The hottest agenda item at a number of this year’s denominational conventions may be abortion. Even in communions where the issue was thought to be “resolved,” a fresh round of debate can be expected as many responsible churchmen begin to rethink their positions. Sentiment for easy abortions, so evident as late as a year ago, is being increasingly countered at the level of public discussion, as well as at the legislative and judicial levels.
In a number of states, anti-abortion forces have been able to defeat liberalizing bills or to counter court decisions that struck down existing statutes. Last month the Maryland House of Delegates rejected by a surprisingly wide margin (77–59) a bill that would have permitted a physician to perform an abortion on request up to the twentieth week of pregnancy. The bill was similar to one approved by the Maryland legislature last year but vetoed by Governor Marvin Mandel.
President Nixon aligned himself with the anti-abortion movement this month in a statement confirming that he had overturned a Defense Department regulation issued last summer liberalizing abortion rules in military hospitals. “I have directed that the policy on abortions at American military bases in the United States be made to correspond with the laws of the states where those bases are located,” he said. The statement was issued following disclosure in the Washington Post of the policy change.
Nixon said he had acted partly because laws regulating abortion in the United States have been the province of the states, not the federal government. He went on to add, however, that “while this matter is being debated in state capitals and weighed by various courts, the country has a right to know my personal views.” He expressed those views with unusual candor—seldom has an American president talked so forthrightly on a hotly debated issue with personal as well as social ethical implications.
“From personal and religious beliefs,” he said, “I consider abortion an unacceptable form of population control. Further, unrestricted abortion policies, or abortion on demand, I cannot square with my personal belief in the sanctity of human life—including the life of the yet unborn. For surely, the unborn have rights also, recognized in law, recognized even in principles expounded by the United Nations.”

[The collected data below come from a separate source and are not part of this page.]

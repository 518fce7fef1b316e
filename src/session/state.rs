//! Explicit scan state machine
//!
//! Every transition is a named `(status, event)` pair. Pairs without a
//! transition are ignored, so no undefined intermediate state is reachable.

use serde::Serialize;
use std::fmt;

#[derive(Debug, Clone, Copy, Default, PartialEq, Eq, Hash, Serialize)]
#[serde(rename_all = "snake_case")]
pub enum ScanStatus {
    #[default]
    Idle,
    FetchingTree,
    Scanning,
    Complete,
    Error,
    Cancelled,
}

impl ScanStatus {
    pub fn is_terminal(&self) -> bool {
        matches!(self, ScanStatus::Complete | ScanStatus::Error | ScanStatus::Cancelled)
    }

    /// A session in this state owns the orchestrator
    pub fn is_active(&self) -> bool {
        matches!(self, ScanStatus::FetchingTree | ScanStatus::Scanning)
    }

    pub fn as_str(&self) -> &'static str {
        match self {
            ScanStatus::Idle => "idle",
            ScanStatus::FetchingTree => "fetching_tree",
            ScanStatus::Scanning => "scanning",
            ScanStatus::Complete => "complete",
            ScanStatus::Error => "error",
            ScanStatus::Cancelled => "cancelled",
        }
    }
}

impl fmt::Display for ScanStatus {
    fn fmt(&self, f: &mut fmt::Formatter<'_>) -> fmt::Result {
        f.write_str(self.as_str())
    }
}

/// Inputs to the state machine
#[derive(Debug, Clone, Copy, PartialEq, Eq)]
pub enum ScanEvent {
    Start,
    /// Tree built; `files_total` candidates will be scanned
    TreeResolved { files_total: usize },
    /// No branch candidate produced a tree
    TreeFailed,
    /// One candidate finished, whatever its outcome
    FileFinished,
    /// The remote rejected the credentials
    AuthRejected,
    Cancel,
}

/// Status plus the counters that drive completion
#[derive(Debug, Clone, Copy, Default, PartialEq, Eq)]
pub struct ScanStateMachine {
    status: ScanStatus,
    files_total: usize,
    files_scanned: usize,
}

impl ScanStateMachine {
    pub fn new() -> Self {
        Self::default()
    }

    pub fn status(&self) -> ScanStatus {
        self.status
    }

    pub fn files_total(&self) -> usize {
        self.files_total
    }

    pub fn files_scanned(&self) -> usize {
        self.files_scanned
    }

    /// Apply an event, returning whether anything changed
    pub fn apply(&mut self, event: ScanEvent) -> bool {
        use ScanEvent as E;
        use ScanStatus as S;

        let before = *self;
        match (self.status, event) {
            (S::Idle, E::Start) => {
                self.status = S::FetchingTree;
            }
            (S::FetchingTree, E::TreeResolved { files_total: 0 }) => {
                self.files_total = 0;
                self.status = S::Complete;
            }
            (S::FetchingTree, E::TreeResolved { files_total }) => {
                self.files_total = files_total;
                self.files_scanned = 0;
                self.status = S::Scanning;
            }
            (S::FetchingTree, E::TreeFailed) => {
                self.status = S::Error;
            }
            (S::Scanning, E::FileFinished) => {
                self.files_scanned += 1;
                if self.files_scanned >= self.files_total {
                    self.status = S::Complete;
                }
            }
            (S::FetchingTree | S::Scanning, E::AuthRejected) => {
                self.status = S::Error;
            }
            (S::Idle | S::FetchingTree | S::Scanning, E::Cancel) => {
                self.status = S::Cancelled;
            }
            _ => {}
        }
        *self != before
    }
}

Nixon’s statement may prod a number of American clergymen who have supported the liberalization of abortion laws to rethink their positions. Several denominations are currently on record with statements adopted in legislative assemblies that virtually condone abortion on demand. Among the most liberal are the statements adopted by American Baptists, United Presbyterians, and United Methodists.
The United Methodist statement runs counter to the views of the denomination’s three top moral theologians, Albert Outler, Paul Ramsey, and J. Robert Nelson. Outler and Nelson were among twenty-two professors and physicians who recently signed an anti-abortion statement. The statement asked: “How long can we meaningfully say that all men are created equal while the innocent unborn are sacrificed to personal whim, convenience, or that new test of Americanism in our increasingly technologic and impersonal age: the qualification of being perfect, or being wanted, or being viable?”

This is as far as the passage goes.